With regard to the assessment of evidence, the Tribunal makes its judgment, paying attention to the principle of free assessment, on the basis of the examination and evaluation it makes of the means of evidence brought to the proceedings and in accordance with its experience.
Thus the Tribunal's conviction was based on the documentary evidence attached to the case file as well as on the positions assumed by the Claimant and the Respondent.
III.3. ON THE LAW
1. The question to be decided:
Considering the positions of the Claimant and the Respondent, as well as the established facts, the question to which an answer must be given will, in summary, be whether, in this case, the Claimant should be considered as resident or non-resident for tax purposes, from which the extent of his tax obligation will be derived.
Without prejudice to the response to be given to the above identified question, this Tribunal will also respond, as a matter of completeness of analysis, to the formal questions raised by the Claimant.
Thus, a first reference is necessary as to the order of analysis of the questions raised. Indeed, taking into account the provision of article 124, paragraph 2, of the CPPT, applicable here by virtue of the provision of article 29, paragraph 1, subparagraph a), of the RJAT, the Tribunal understands that it should first rule on substantial defects since that order is the one that ensures more effective protection of the rights of the taxpayer[1].
Beginning, then, with the analysis of the question of (non) residence for tax purposes in Portugal of the Claimant in the year 2012, it is important, first of all, to clarify the order of application of the various legal instruments to which the Claimant and Respondent allude in this case, in particular the CIRS and the CDT concluded between Portugal and Spain, by performing an exercise of delimitation of the scope of both regimes and the relationship between them.
As the establishment of (non) residence of a natural person is at issue, this must be, prima facie, assessed in light of the provision of article 16 of the Personal Income Tax Code.
This means that the status of (non) resident in Portugal of the Claimant, even in a situation such as that in the present case, must be assessed, solely and exclusively, in light of the provision of the CIRS, with the concept of residence contained in the CDT being relevant only for the purposes of application of the said CDT, as will be analyzed hereinafter.
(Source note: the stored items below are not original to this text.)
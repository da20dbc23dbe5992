//! Utility modules for common functionality

pub mod signal;

pub use signal::{install_cancel_handler, is_cancelled};

// vim: ts=4
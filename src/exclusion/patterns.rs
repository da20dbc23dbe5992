//! Pattern-based file exclusion using glob patterns

use super::ExclusionError;
use crate::conflict::naming::CONFLICT_MARKER;
use crate::executor::TEMP_SUFFIX;
use globset::{Glob, GlobSet, GlobSetBuilder};
use std::path::Path;

/// Pattern matcher using globset for efficient matching
pub struct PatternMatcher {
	/// Compiled user exclusion patterns
	exclude_set: GlobSet,

	/// Always-excluded patterns (built-in)
	always_exclude: GlobSet,
}

impl PatternMatcher {
	/// Create a new pattern matcher from user exclusion patterns
	pub fn new(exclude_patterns: &[String]) -> Result<Self, ExclusionError> {
		let always_exclude = Self::build_always_excluded()?;
		let exclude_set = Self::build_glob_set(exclude_patterns)?;

		Ok(Self { exclude_set, always_exclude })
	}

	/// Build the always-excluded patterns
	fn build_always_excluded() -> Result<GlobSet, ExclusionError> {
		let patterns = vec![
			format!("**/*{}", TEMP_SUFFIX),          // in-flight copies
			format!("**/*{}*", CONFLICT_MARKER),     // keep-both conflict copies
			"**/.DS_Store".to_string(),              // macOS cruft
			"**/Thumbs.db".to_string(),              // Windows cruft
			"**/desktop.ini".to_string(),            // Windows cruft
		];

		Self::build_glob_set(&patterns)
	}

	/// Build a GlobSet from patterns
	fn build_glob_set(patterns: &[String]) -> Result<GlobSet, ExclusionError> {
		let mut builder = GlobSetBuilder::new();

		for pattern in patterns {
			let glob = Glob::new(pattern)
				.map_err(|e| ExclusionError::InvalidPattern(format!("{}: {}", pattern, e)))?;
			builder.add(glob);
		}

		builder.build().map_err(|e| {
			ExclusionError::InvalidPattern(format!("Failed to build pattern set: {}", e))
		})
	}

	/// Check a single pattern without building a matcher
	pub fn validate(pattern: &str) -> Result<(), ExclusionError> {
		Glob::new(pattern)
			.map(|_| ())
			.map_err(|e| ExclusionError::InvalidPattern(format!("{}: {}", pattern, e)))
	}

	/// Check if a relative path is excluded by any pattern
	pub fn is_excluded(&self, path: &Path) -> bool {
		self.always_exclude.is_match(path) || self.exclude_set.is_match(path)
	}
}


// vim: ts=4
In fact, the conventional concept of residence does not have an autonomous independent value applicable in an independent manner, but is rather limited, solely, to the effects necessary for and arising from the application of the CDT.
It is the very wording of article 4 of the said CDT that confirms this when it establishes that the concept of residence established therein is relevant only "For the purposes of this (that) convention (...)".
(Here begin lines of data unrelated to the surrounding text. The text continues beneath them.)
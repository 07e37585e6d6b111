use tracing::debug;

use crate::models::{Anomaly, AnomalySeverity, AnomalyType, PricePoint, PriceSeries};
use crate::services::indicators::{mean, std_dev, z_score};

/// |z| above which a close is reported as a price spike.
pub const PRICE_Z_THRESHOLD: f64 = 2.5;

/// |z| above which a volume is reported as a volume spike.
pub const VOLUME_Z_THRESHOLD: f64 = 2.0;

/// Points in the window used for trend reversal detection.
const REVERSAL_WINDOW: usize = 6;

/// Scan a daily series for price spikes, volume spikes and trend reversals.
///
/// Spikes are population z-scores over the whole series. A reversal is
/// reported at point `i` when the three closes ending at `i` move in the
/// opposite direction to the three closes before them. Results are sorted by
/// date, newest first; one date can carry several anomalies.
pub fn detect_anomalies(series: &PriceSeries) -> Vec<Anomaly> {
    let points = series.points();
    let closes = series.closes();
    let volumes = series.volumes();

    let price_mean = mean(&closes);
    let price_std = std_dev(&closes);
    let volume_mean = mean(&volumes);
    let volume_std = std_dev(&volumes);

    let mut anomalies = Vec::new();

    for (i, point) in points.iter().enumerate() {
        let price_z = z_score(point.close, price_mean, price_std);
        if price_z.abs() > PRICE_Z_THRESHOLD {
            anomalies.push(price_spike(point, price_z, price_mean, price_std));
        }

        let volume_z = z_score(point.volume, volume_mean, volume_std);
        if volume_z.abs() > VOLUME_Z_THRESHOLD {
            anomalies.push(volume_spike(point, volume_z, volume_mean, volume_std));
        }

        if i + 1 >= REVERSAL_WINDOW {
            if let Some(anomaly) = trend_reversal(point, &closes[i + 1 - REVERSAL_WINDOW..=i]) {
                anomalies.push(anomaly);
            }
        }
    }

    // stable sort keeps price, volume, reversal order within a date
    anomalies.sort_by(|a, b| b.date.cmp(&a.date));

    debug!(
        "Detected {} anomalies in {} points for {}",
        anomalies.len(),
        points.len(),
        series.symbol()
    );

    anomalies
}

fn price_spike(point: &PricePoint, z: f64, mean: f64, std: f64) -> Anomaly {
    let direction = if z > 0.0 { "above" } else { "below" };
    let threshold = mean + PRICE_Z_THRESHOLD * std * z.signum();

    Anomaly {
        date: point.date,
        anomaly_type: AnomalyType::PriceSpike,
        severity: AnomalySeverity::from_z_score(z),
        description: format!(
            "Close of {:.2} is {:.1} standard deviations {} the average of {:.2}",
            point.close,
            z.abs(),
            direction,
            mean
        ),
        value: point.close,
        threshold,
    }
}

fn volume_spike(point: &PricePoint, z: f64, mean: f64, std: f64) -> Anomaly {
    let direction = if z > 0.0 { "above" } else { "below" };
    let threshold = mean + VOLUME_Z_THRESHOLD * std * z.signum();

    Anomaly {
        date: point.date,
        anomaly_type: AnomalyType::VolumeSpike,
        severity: AnomalySeverity::from_z_score(z),
        description: format!(
            "Volume of {:.0} is {:.1} standard deviations {} the average of {:.0}",
            point.volume,
            z.abs(),
            direction,
            mean
        ),
        value: point.volume,
        threshold,
    }
}

/// `window` holds the six closes ending at `point`.
fn trend_reversal(point: &PricePoint, window: &[f64]) -> Option<Anomaly> {
    let (leading, trailing) = window.split_at(window.len() / 2);
    let leading_slope = leading[leading.len() - 1] - leading[0];
    let trailing_slope = trailing[trailing.len() - 1] - trailing[0];

    let description = if leading_slope > 0.0 && trailing_slope < 0.0 {
        "Uptrend reversed into a downtrend"
    } else if leading_slope < 0.0 && trailing_slope > 0.0 {
        "Downtrend reversed into an uptrend"
    } else {
        return None;
    };

    Some(Anomaly {
        date: point.date,
        anomaly_type: AnomalyType::TrendReversal,
        severity: AnomalySeverity::Low,
        description: format!(
            "{} (move of {:+.2} followed by {:+.2})",
            description, leading_slope, trailing_slope
        ),
        value: trailing_slope,
        threshold: 0.0,
    })
}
This means that the concept of residence established in that CDT (in CDTs in general) applies, in the majority of cases, and certainly in the Portuguese case, only for the purposes of application of the CDT itself, that is for the purposes of elimination of double taxation (or other aspects related to the CDT in question), without any impact on the tax status of the subject under domestic law.
Thus, the determination of residence or non-residence in a particular country (in this case in Portugal) under the rules of the CDT has no effect on the qualification as (non) resident for tax purposes of the subject under domestic law. Similarly, from the fact that a person is not considered resident in Portugal under the CDT and for the purposes of the CDT (for example because the rules known as tiebreaker rules make residence in the other State prevail) no legal consequence can result – does not result – as to the tax status of the subject in Portugal.
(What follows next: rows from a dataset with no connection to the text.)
use std::collections::BTreeMap;

use chrono::NaiveDate;
use serde::{Deserialize, Serialize};

/// Lower/upper band around a single prediction
#[derive(Debug, Clone, Copy, PartialEq, Serialize, Deserialize)]
pub struct ConfidenceInterval {
    pub lower: f64,
    pub upper: f64,
}

/// Single point in a forecast time series
#[derive(Debug, Clone, PartialEq, Serialize, Deserialize)]
pub struct ForecastPoint {
    pub date: NaiveDate,
    pub predicted_value: f64,
    pub confidence_interval: Option<ConfidenceInterval>,
}

/// In-sample accuracy of a forecasting model
#[derive(Debug, Clone, Copy, Default, PartialEq, Serialize, Deserialize)]
pub struct ErrorMetrics {
    pub rmse: f64,
    pub mae: f64,
    /// Mean absolute percentage error, in percent
    pub mape: f64,
}

/// Forecasting methodology used
#[derive(Debug, Clone, Copy, PartialEq, Eq, Hash, Serialize, Deserialize)]
#[serde(rename_all = "snake_case")]
pub enum ForecastModelType {
    MovingAverage,
    LinearRegression,
    /// Single-lag autoregression on daily returns.
    Arima,
}

impl ForecastModelType {
    pub fn display_name(&self) -> &'static str {
        match self {
            ForecastModelType::MovingAverage => "Moving Average",
            ForecastModelType::LinearRegression => "Linear Regression",
            ForecastModelType::Arima => "ARIMA",
        }
    }

    pub fn description(&self) -> &'static str {
        match self {
            ForecastModelType::MovingAverage => {
                "Trailing mean of closing prices with a small upward drift"
            }
            ForecastModelType::LinearRegression => {
                "Least-squares trend line of close price against trading day"
            }
            ForecastModelType::Arima => {
                "First-order autoregression of daily returns"
            }
        }
    }
}

impl std::fmt::Display for ForecastModelType {
    fn fmt(&self, f: &mut std::fmt::Formatter<'_>) -> std::fmt::Result {
        match self {
            ForecastModelType::MovingAverage => write!(f, "moving_average"),
            ForecastModelType::LinearRegression => write!(f, "linear_regression"),
            ForecastModelType::Arima => write!(f, "arima"),
        }
    }
}

/// Output of one forecasting strategy over a price series
#[derive(Debug, Clone, Serialize, Deserialize)]
pub struct ForecastModel {
    pub name: String,
    #[serde(rename = "type")]
    pub model_type: ForecastModelType,
    pub predictions: Vec<ForecastPoint>,
    pub metrics: ErrorMetrics,
    /// Fitted parameters, e.g. `window`, `slope`, `phi`
    pub parameters: BTreeMap<String, f64>,
}

impl ForecastModel {
    pub fn first_prediction(&self) -> Option<f64> {
        self.predictions.first().map(|p| p.predicted_value)
    }
}
pub mod analysis;
pub mod health;
pub mod intraday;
pub mod params;
pub mod prices;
That is, even if a particular subject were to be considered non-resident in Portugal under the CDT, it would not be possible to draw any conclusion as to his tax status (as resident or non-resident) for the purposes of domestic law.
It could very well be, then, that a person who ended up being qualified as non-resident for the purposes of application of the CDT would continue, for the purposes of application of the CIRS and other domestic legislation, to be considered resident for tax purposes in Portugal.
By focusing his argument on the fact that article 4 of the CDT, in the interpretation most widely accepted by Portuguese doctrine and case law, excludes the concept of residence by dependence as a relevant criterion for establishing residence for the purposes of the CDT, the Claimant makes a reasoning error, from which the conclusion he defends regarding his non-residence in Portugal cannot be drawn.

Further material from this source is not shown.